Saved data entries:
————————
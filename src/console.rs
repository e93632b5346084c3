//! Serial console attach through `virsh console`.

use std::process::Stdio;

use crate::backend::{DomainStatus, Hypervisor};
use crate::domain_xml::DomainDump;
use crate::error::VirtupError;

#[derive(Debug, Clone, Copy, PartialEq, Eq)]
pub enum ConsoleExit {
    /// The console session ended on its own (Ctrl+] or guest hangup).
    Closed,
    /// Ctrl+C killed the console client.
    Detached,
}

/// Fail unless `name` is running with a serial or console device.
fn check_console(hv: &impl Hypervisor, name: &str) -> Result<(), VirtupError> {
    match hv.domain_status(name)? {
        None => {
            return Err(VirtupError::InstanceNotFound {
                name: name.to_string(),
            });
        }
        Some(DomainStatus::Running) => {}
        Some(_) => {
            return Err(VirtupError::NotRunning {
                name: name.to_string(),
            });
        }
    }
    if !DomainDump::parse(&hv.domain_xml(name)?)?.has_console {
        return Err(VirtupError::ConsoleUnavailable {
            name: name.to_string(),
        });
    }
    Ok(())
}

/// Hand the terminal to `virsh console` until it exits or Ctrl+C.
pub async fn attach(hv: &impl Hypervisor, name: &str) -> Result<ConsoleExit, VirtupError> {
    check_console(hv, name)?;
    println!("Attaching console (press Ctrl+] or Ctrl+C to detach)...");

    tracing::debug!(name, uri = hv.uri(), "spawning virsh console");
    let mut child = tokio::process::Command::new("virsh")
        .args(["-c", hv.uri(), "console", name])
        .stdin(Stdio::inherit())
        .stdout(Stdio::inherit())
        .stderr(Stdio::inherit())
        .spawn()
        .map_err(|e| VirtupError::Io {
            context: "running virsh console".into(),
            source: e,
        })?;

    tokio::select! {
        status = child.wait() => {
            match status {
                Ok(s) if !s.success() => Err(VirtupError::ExternalCommand {
                    command: "virsh console".into(),
                    message: format!("exited with {s}"),
                }),
                Ok(_) => Ok(ConsoleExit::Closed),
                Err(e) => Err(VirtupError::Io {
                    context: "waiting for virsh console".into(),
                    source: e,
                }),
            }
        }
        _ = tokio::signal::ctrl_c() => {
            if let Err(e) = child.kill().await {
                tracing::warn!("could not kill virsh console: {e}");
            }
            Ok(ConsoleExit::Detached)
        }
    }
}
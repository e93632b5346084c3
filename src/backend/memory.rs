//! In-memory hypervisor.
//!
//! Mirrors the libvirt behaviours the lifecycle depends on, such as real
//! volume copies and errors on starting an active domain. Knobs on
//! [`MemoryHypervisor`] inject failures that are awkward to provoke on a
//! real host.

use std::cell::RefCell;
use std::collections::BTreeMap;
use std::net::{IpAddr, Ipv4Addr};

use super::{DomainStatus, Hypervisor, Lease, UploadSink, VolumeInfo, VolumeSpec};
use crate::domain_xml::DomainDump;
use crate::error::VirtupError;
use crate::image::DiskFormat;

#[derive(Debug)]
struct MemVolume {
    capacity: u64,
    format: DiskFormat,
    data: Vec<u8>,
}

#[derive(Debug)]
struct MemDomain {
    xml: String,
    status: DomainStatus,
}

#[derive(Debug, Default)]
struct State {
    pools: BTreeMap<String, BTreeMap<String, MemVolume>>,
    domains: BTreeMap<String, MemDomain>,
    leases: BTreeMap<String, Vec<Lease>>,
    auto_lease: bool,
    next_host: u8,
    fail_upload_after: Option<u64>,
    reject_definitions: bool,
    ignore_shutdown: bool,
}

#[derive(Debug, Default)]
pub struct MemoryHypervisor {
    state: RefCell<State>,
}

impl MemoryHypervisor {
    pub fn new() -> Self {
        Self::default()
    }

    pub fn with_pool(self, pool: &str) -> Self {
        self.state
            .borrow_mut()
            .pools
            .insert(pool.to_string(), BTreeMap::new());
        self
    }

    /// Hand out a `192.168.122.x` lease whenever a domain starts.
    pub fn with_auto_leases(self) -> Self {
        self.state.borrow_mut().auto_lease = true;
        self
    }

    /// Make every upload fail once `bytes` have been accepted.
    pub fn fail_uploads_after(&self, bytes: u64) {
        self.state.borrow_mut().fail_upload_after = Some(bytes);
    }

    pub fn reject_definitions(&self, reject: bool) {
        self.state.borrow_mut().reject_definitions = reject;
    }

    /// Simulate a guest that ignores ACPI power-off.
    pub fn ignore_shutdown(&self, ignore: bool) {
        self.state.borrow_mut().ignore_shutdown = ignore;
    }

    pub fn add_lease(&self, domain: &str, lease: Lease) {
        self.state
            .borrow_mut()
            .leases
            .entry(domain.to_string())
            .or_default()
            .push(lease);
    }

    pub fn volume_names(&self, pool: &str) -> Vec<String> {
        self.state
            .borrow()
            .pools
            .get(pool)
            .map(|vols| vols.keys().cloned().collect())
            .unwrap_or_default()
    }

    pub fn volume_data(&self, pool: &str, name: &str) -> Option<Vec<u8>> {
        self.state
            .borrow()
            .pools
            .get(pool)
            .and_then(|vols| vols.get(name))
            .map(|v| v.data.clone())
    }

    /// Overwrite a volume's bytes, as a guest writing to its disk would.
    pub fn write_volume(&self, pool: &str, name: &str, data: &[u8]) {
        if let Some(vol) = self
            .state
            .borrow_mut()
            .pools
            .get_mut(pool)
            .and_then(|vols| vols.get_mut(name))
        {
            vol.data = data.to_vec();
        }
    }

    fn not_running(name: &str) -> VirtupError {
        VirtupError::Libvirt {
            message: format!("Requested operation is not valid: domain '{name}' is not running"),
            hint: String::new(),
        }
    }
}

fn info(pool: &str, name: &str, vol: &MemVolume) -> VolumeInfo {
    VolumeInfo {
        name: name.to_string(),
        path: format!("/mem/{pool}/{name}"),
        capacity: vol.capacity,
        allocation: vol.data.len() as u64,
        format: vol.format,
    }
}

fn pool_missing(pool: &str) -> VirtupError {
    VirtupError::PoolNotFound {
        pool: pool.to_string(),
    }
}

impl Hypervisor for MemoryHypervisor {
    fn uri(&self) -> &str {
        "memory:///"
    }

    fn ensure_pool(&self, pool: &str) -> Result<(), VirtupError> {
        if self.state.borrow().pools.contains_key(pool) {
            Ok(())
        } else {
            Err(pool_missing(pool))
        }
    }

    fn list_volumes(&self, pool: &str) -> Result<Vec<VolumeInfo>, VirtupError> {
        let state = self.state.borrow();
        let vols = state.pools.get(pool).ok_or_else(|| pool_missing(pool))?;
        Ok(vols.iter().map(|(name, v)| info(pool, name, v)).collect())
    }

    fn lookup_volume(&self, pool: &str, name: &str) -> Result<Option<VolumeInfo>, VirtupError> {
        let state = self.state.borrow();
        let vols = state.pools.get(pool).ok_or_else(|| pool_missing(pool))?;
        Ok(vols.get(name).map(|v| info(pool, name, v)))
    }

    fn create_volume(&self, pool: &str, spec: &VolumeSpec) -> Result<VolumeInfo, VirtupError> {
        let mut state = self.state.borrow_mut();
        let vols = state.pools.get_mut(pool).ok_or_else(|| pool_missing(pool))?;
        if vols.contains_key(&spec.name) {
            return Err(VirtupError::Libvirt {
                message: format!("storage volume '{}' exists already", spec.name),
                hint: String::new(),
            });
        }
        let vol = MemVolume {
            capacity: spec.capacity,
            format: spec.format,
            data: Vec::new(),
        };
        let result = info(pool, &spec.name, &vol);
        vols.insert(spec.name.clone(), vol);
        Ok(result)
    }

    fn upload<'a>(
        &'a self,
        pool: &str,
        volume: &str,
        length: u64,
    ) -> Result<Box<dyn UploadSink + 'a>, VirtupError> {
        if self.lookup_volume(pool, volume)?.is_none() {
            return Err(VirtupError::TransferFailed {
                target: volume.to_string(),
                message: "volume does not exist".into(),
            });
        }
        let fail_after = self.state.borrow().fail_upload_after;
        Ok(Box::new(MemoryUpload {
            hv: self,
            pool: pool.to_string(),
            volume: volume.to_string(),
            length,
            fail_after,
            buf: Vec::new(),
        }))
    }

    fn clone_volume(
        &self,
        pool: &str,
        source: &str,
        spec: &VolumeSpec,
    ) -> Result<VolumeInfo, VirtupError> {
        let data = self
            .volume_data(pool, source)
            .ok_or_else(|| VirtupError::Libvirt {
                message: format!("source volume '{source}' not found"),
                hint: String::new(),
            })?;
        self.create_volume(pool, spec)?;
        self.write_volume(pool, &spec.name, &data);
        self.lookup_volume(pool, &spec.name)?
            .ok_or_else(|| VirtupError::UnexpectedResponse {
                message: format!("cloned volume '{}' vanished", spec.name),
            })
    }

    fn delete_volume(&self, pool: &str, name: &str) -> Result<(), VirtupError> {
        let mut state = self.state.borrow_mut();
        let vols = state.pools.get_mut(pool).ok_or_else(|| pool_missing(pool))?;
        vols.remove(name).map(|_| ()).ok_or_else(|| VirtupError::Libvirt {
            message: format!("volume '{name}' not found in '{pool}'"),
            hint: String::new(),
        })
    }

    fn list_domains(&self) -> Result<Vec<String>, VirtupError> {
        Ok(self.state.borrow().domains.keys().cloned().collect())
    }

    fn domain_status(&self, name: &str) -> Result<Option<DomainStatus>, VirtupError> {
        Ok(self.state.borrow().domains.get(name).map(|d| d.status))
    }

    fn domain_xml(&self, name: &str) -> Result<String, VirtupError> {
        self.state
            .borrow()
            .domains
            .get(name)
            .map(|d| d.xml.clone())
            .ok_or_else(|| VirtupError::InstanceNotFound {
                name: name.to_string(),
            })
    }

    fn define_domain(&self, name: &str, xml: &str) -> Result<(), VirtupError> {
        let mut state = self.state.borrow_mut();
        if state.reject_definitions {
            return Err(VirtupError::DefinitionFailed {
                name: name.to_string(),
                message: "XML error: rejected by test hypervisor".into(),
            });
        }
        let dump = DomainDump::parse(xml).map_err(|e| VirtupError::DefinitionFailed {
            name: name.to_string(),
            message: format!("XML error: {e}"),
        })?;
        if dump.name != name {
            return Err(VirtupError::DefinitionFailed {
                name: name.to_string(),
                message: format!("XML names the domain '{}'", dump.name),
            });
        }
        let status = state
            .domains
            .get(name)
            .map(|d| d.status)
            .unwrap_or(DomainStatus::Defined);
        state.domains.insert(
            name.to_string(),
            MemDomain {
                xml: xml.to_string(),
                status,
            },
        );
        Ok(())
    }

    fn start_domain(&self, name: &str) -> Result<(), VirtupError> {
        let mut state = self.state.borrow_mut();
        let auto_lease = state.auto_lease;
        let dom = state
            .domains
            .get_mut(name)
            .ok_or_else(|| VirtupError::InstanceNotFound {
                name: name.to_string(),
            })?;
        if dom.status == DomainStatus::Running {
            return Err(VirtupError::Libvirt {
                message: "Requested operation is not valid: domain is already running".into(),
                hint: String::new(),
            });
        }
        dom.status = DomainStatus::Running;
        let mac = DomainDump::parse(&dom.xml)?.mac().map(str::to_string);

        if auto_lease && let Some(mac) = mac {
            state.next_host = state.next_host.wrapping_add(1);
            let addr = IpAddr::V4(Ipv4Addr::new(192, 168, 122, 100 + state.next_host % 100));
            state.leases.insert(
                name.to_string(),
                vec![Lease {
                    hwaddr: mac,
                    addr,
                    prefix: 24,
                }],
            );
        }
        Ok(())
    }

    fn shutdown_domain(&self, name: &str) -> Result<(), VirtupError> {
        let mut state = self.state.borrow_mut();
        let ignore = state.ignore_shutdown;
        let dom = state
            .domains
            .get_mut(name)
            .ok_or_else(|| VirtupError::InstanceNotFound {
                name: name.to_string(),
            })?;
        if dom.status != DomainStatus::Running {
            return Err(Self::not_running(name));
        }
        if !ignore {
            dom.status = DomainStatus::Stopped;
            state.leases.remove(name);
        }
        Ok(())
    }

    fn destroy_domain(&self, name: &str) -> Result<(), VirtupError> {
        let mut state = self.state.borrow_mut();
        let dom = state
            .domains
            .get_mut(name)
            .ok_or_else(|| VirtupError::InstanceNotFound {
                name: name.to_string(),
            })?;
        if dom.status != DomainStatus::Running {
            return Err(Self::not_running(name));
        }
        dom.status = DomainStatus::Stopped;
        state.leases.remove(name);
        Ok(())
    }

    fn undefine_domain(&self, name: &str) -> Result<(), VirtupError> {
        let mut state = self.state.borrow_mut();
        state.leases.remove(name);
        state
            .domains
            .remove(name)
            .map(|_| ())
            .ok_or_else(|| VirtupError::InstanceNotFound {
                name: name.to_string(),
            })
    }

    fn leases(&self, name: &str) -> Result<Vec<Lease>, VirtupError> {
        let state = self.state.borrow();
        if !state.domains.contains_key(name) {
            return Err(VirtupError::InstanceNotFound {
                name: name.to_string(),
            });
        }
        Ok(state.leases.get(name).cloned().unwrap_or_default())
    }
}

struct MemoryUpload<'a> {
    hv: &'a MemoryHypervisor,
    pool: String,
    volume: String,
    length: u64,
    fail_after: Option<u64>,
    buf: Vec<u8>,
}

impl UploadSink for MemoryUpload<'_> {
    fn send(&mut self, chunk: &[u8]) -> Result<(), VirtupError> {
        if let Some(limit) = self.fail_after
            && (self.buf.len() + chunk.len()) as u64 > limit
        {
            return Err(VirtupError::TransferFailed {
                target: self.volume.clone(),
                message: "connection reset during upload".into(),
            });
        }
        self.buf.extend_from_slice(chunk);
        Ok(())
    }

    fn finish(self: Box<Self>) -> Result<(), VirtupError> {
        if self.buf.len() as u64 != self.length {
            return Err(VirtupError::TransferFailed {
                target: self.volume.clone(),
                message: format!("expected {} bytes, got {}", self.length, self.buf.len()),
            });
        }
        self.hv.write_volume(&self.pool, &self.volume, &self.buf);
        Ok(())
    }

    fn abort(self: Box<Self>) {}
}

#[cfg(test)]
mod tests {
    use super::*;

    #[test]
    fn clone_is_independent_copy() {
        let hv = MemoryHypervisor::new().with_pool("default");
        let spec = |name: &str| VolumeSpec {
            name: name.into(),
            capacity: 4,
            format: DiskFormat::Raw,
        };
        hv.create_volume("default", &spec("src")).unwrap();
        hv.write_volume("default", "src", b"orig");
        hv.clone_volume("default", "src", &spec("dst")).unwrap();
        hv.write_volume("default", "src", b"new!");
        assert_eq!(hv.volume_data("default", "dst").unwrap(), b"orig");
    }

    #[test]
    fn starting_active_domain_is_an_error() {
        let hv = MemoryHypervisor::new();
        hv.define_domain("vm", "<domain><name>vm</name></domain>").unwrap();
        hv.start_domain("vm").unwrap();
        assert!(hv.start_domain("vm").is_err());
    }

    #[test]
    fn malformed_definition_is_rejected() {
        let hv = MemoryHypervisor::new();
        for xml in ["<domain/>", "<domain><name>other</name></domain>", "<domain><name>vm"] {
            let err = hv.define_domain("vm", xml).unwrap_err();
            assert!(matches!(err, VirtupError::DefinitionFailed { .. }), "{xml}");
        }
        assert!(hv.list_domains().unwrap().is_empty());
    }
}
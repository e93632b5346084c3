use std::time::Duration;

use miette::Diagnostic;
use thiserror::Error;

/// Coarse classification of failures, one exit code per class.
#[derive(Debug, Clone, Copy, PartialEq, Eq)]
pub enum ErrorKind {
    /// Config, IO, libvirt plumbing and anything else without its own class.
    Other,
    NotFound,
    Conflict,
    Transfer,
    Definition,
    /// Address resolution ran out of time. Safe to retry.
    Timeout,
    ConsoleUnavailable,
}

impl ErrorKind {
    pub fn exit_code(self) -> i32 {
        match self {
            ErrorKind::Other => 1,
            ErrorKind::NotFound => 3,
            ErrorKind::Conflict => 4,
            ErrorKind::Transfer => 5,
            ErrorKind::Definition => 6,
            ErrorKind::Timeout => 7,
            ErrorKind::ConsoleUnavailable => 8,
        }
    }
}

#[derive(Debug, Error, Diagnostic)]
pub enum VirtupError {
    #[error("failed to load config from {path}")]
    #[diagnostic(code(virtup::config))]
    ConfigLoad {
        path: String,
        #[source]
        source: std::io::Error,
    },

    #[error("failed to parse config from {path}: {message}")]
    #[diagnostic(code(virtup::config))]
    ConfigParse { path: String, message: String },

    #[error("validation error: {message}")]
    #[diagnostic(code(virtup::validation))]
    Validation { message: String },

    #[error("{context}")]
    #[diagnostic(code(virtup::io))]
    Io {
        context: String,
        #[source]
        source: std::io::Error,
    },

    #[error("{message}")]
    #[diagnostic(code(virtup::libvirt), help("{hint}"))]
    Libvirt { message: String, hint: String },

    #[error("unexpected response from libvirt: {message}")]
    #[diagnostic(code(virtup::libvirt))]
    UnexpectedResponse { message: String },

    #[error("{command} failed: {message}")]
    #[diagnostic(code(virtup::external))]
    ExternalCommand { command: String, message: String },

    #[error("image '{path}' not found")]
    #[diagnostic(code(virtup::not_found))]
    ImageNotFound { path: String },

    #[error("storage pool '{pool}' not found")]
    #[diagnostic(
        code(virtup::not_found),
        help("list pools with `virsh pool-list --all` or pass --pool")
    )]
    PoolNotFound { pool: String },

    #[error("template '{name}' not found in pool '{pool}'")]
    #[diagnostic(code(virtup::not_found), help("list templates with `virtup templates`"))]
    TemplateNotFound { name: String, pool: String },

    #[error("template '{name}' already exists in pool '{pool}'")]
    #[diagnostic(
        code(virtup::conflict),
        help("remove it first with `virtup remove {name}`")
    )]
    DuplicateTemplate { name: String, pool: String },

    #[error("template '{name}' is still used by: {}", .instances.join(", "))]
    #[diagnostic(code(virtup::conflict), help("destroy those instances first"))]
    TemplateInUse { name: String, instances: Vec<String> },

    #[error("instance '{name}' not found")]
    #[diagnostic(code(virtup::not_found))]
    InstanceNotFound { name: String },

    #[error("instance '{name}' already exists")]
    #[diagnostic(code(virtup::conflict))]
    InstanceExists { name: String },

    #[error("instance '{name}' is already running")]
    #[diagnostic(code(virtup::conflict))]
    AlreadyRunning { name: String },

    #[error("instance '{name}' is not running")]
    #[diagnostic(code(virtup::conflict))]
    NotRunning { name: String },

    #[error("transfer into '{target}' failed: {message}")]
    #[diagnostic(code(virtup::transfer))]
    TransferFailed { target: String, message: String },

    #[error("transfer into '{target}' interrupted")]
    #[diagnostic(
        code(virtup::transfer),
        help("the partial volume was removed; run the import again")
    )]
    TransferInterrupted { target: String },

    #[error("failed to define domain '{name}': {message}")]
    #[diagnostic(code(virtup::definition), help("check the generated domain XML"))]
    DefinitionFailed { name: String, message: String },

    #[error("no address leased to '{name}' within {timeout:?}")]
    #[diagnostic(
        code(virtup::timeout),
        help("the guest may still be booting; retry with `virtup ip {name}`")
    )]
    AddressTimeout { name: String, timeout: Duration },

    #[error("instance '{name}' has no serial console")]
    #[diagnostic(code(virtup::console))]
    ConsoleUnavailable { name: String },
}

impl VirtupError {
    pub fn kind(&self) -> ErrorKind {
        match self {
            VirtupError::ImageNotFound { .. }
            | VirtupError::PoolNotFound { .. }
            | VirtupError::TemplateNotFound { .. }
            | VirtupError::InstanceNotFound { .. } => ErrorKind::NotFound,
            VirtupError::DuplicateTemplate { .. }
            | VirtupError::TemplateInUse { .. }
            | VirtupError::InstanceExists { .. }
            | VirtupError::AlreadyRunning { .. }
            | VirtupError::NotRunning { .. } => ErrorKind::Conflict,
            VirtupError::TransferFailed { .. } | VirtupError::TransferInterrupted { .. } => {
                ErrorKind::Transfer
            }
            VirtupError::DefinitionFailed { .. } => ErrorKind::Definition,
            VirtupError::AddressTimeout { .. } => ErrorKind::Timeout,
            VirtupError::ConsoleUnavailable { .. } => ErrorKind::ConsoleUnavailable,
            VirtupError::ConfigLoad { .. }
            | VirtupError::ConfigParse { .. }
            | VirtupError::Validation { .. }
            | VirtupError::Io { .. }
            | VirtupError::Libvirt { .. }
            | VirtupError::UnexpectedResponse { .. }
            | VirtupError::ExternalCommand { .. } => ErrorKind::Other,
        }
    }
}

#[cfg(test)]
mod tests {
    use super::*;

    #[test]
    fn exit_codes_are_distinct_per_class() {
        let kinds = [
            ErrorKind::Other,
            ErrorKind::NotFound,
            ErrorKind::Conflict,
            ErrorKind::Transfer,
            ErrorKind::Definition,
            ErrorKind::Timeout,
            ErrorKind::ConsoleUnavailable,
        ];
        let mut codes: Vec<i32> = kinds.iter().map(|k| k.exit_code()).collect();
        codes.sort_unstable();
        codes.dedup();
        assert_eq!(codes.len(), kinds.len());
        assert!(!codes.contains(&0));
    }

    #[test]
    fn template_in_use_lists_instances() {
        let err = VirtupError::TemplateInUse {
            name: "base".into(),
            instances: vec!["vm1".into(), "vm2".into()],
        };
        assert_eq!(err.to_string(), "template 'base' is still used by: vm1, vm2");
        assert_eq!(err.kind(), ErrorKind::Conflict);
    }

    #[test]
    fn timeout_is_its_own_class() {
        let err = VirtupError::AddressTimeout {
            name: "vm1".into(),
            timeout: Duration::from_secs(60),
        };
        assert_eq!(err.kind(), ErrorKind::Timeout);
        assert!(err.to_string().contains("60s"));
    }
}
————————
**EXERCISE PROMPT:** Please return the lines above exactly, from the first one down to the line with "pub enum ConsoleExit", and stop after that line.

**RESPONSE AREA:**
filename src/console.rs
repository e93632b5346084c3
//! Serial console attach through `virsh console`.

use std::process::Stdio;

use crate::backend::{DomainStatus, Hypervisor};
use crate::domain_xml::DomainDump;
use crate::error::VirtupError;

#[derive(Debug, Clone, Copy, PartialEq, Eq)]
pub enum ConsoleExit {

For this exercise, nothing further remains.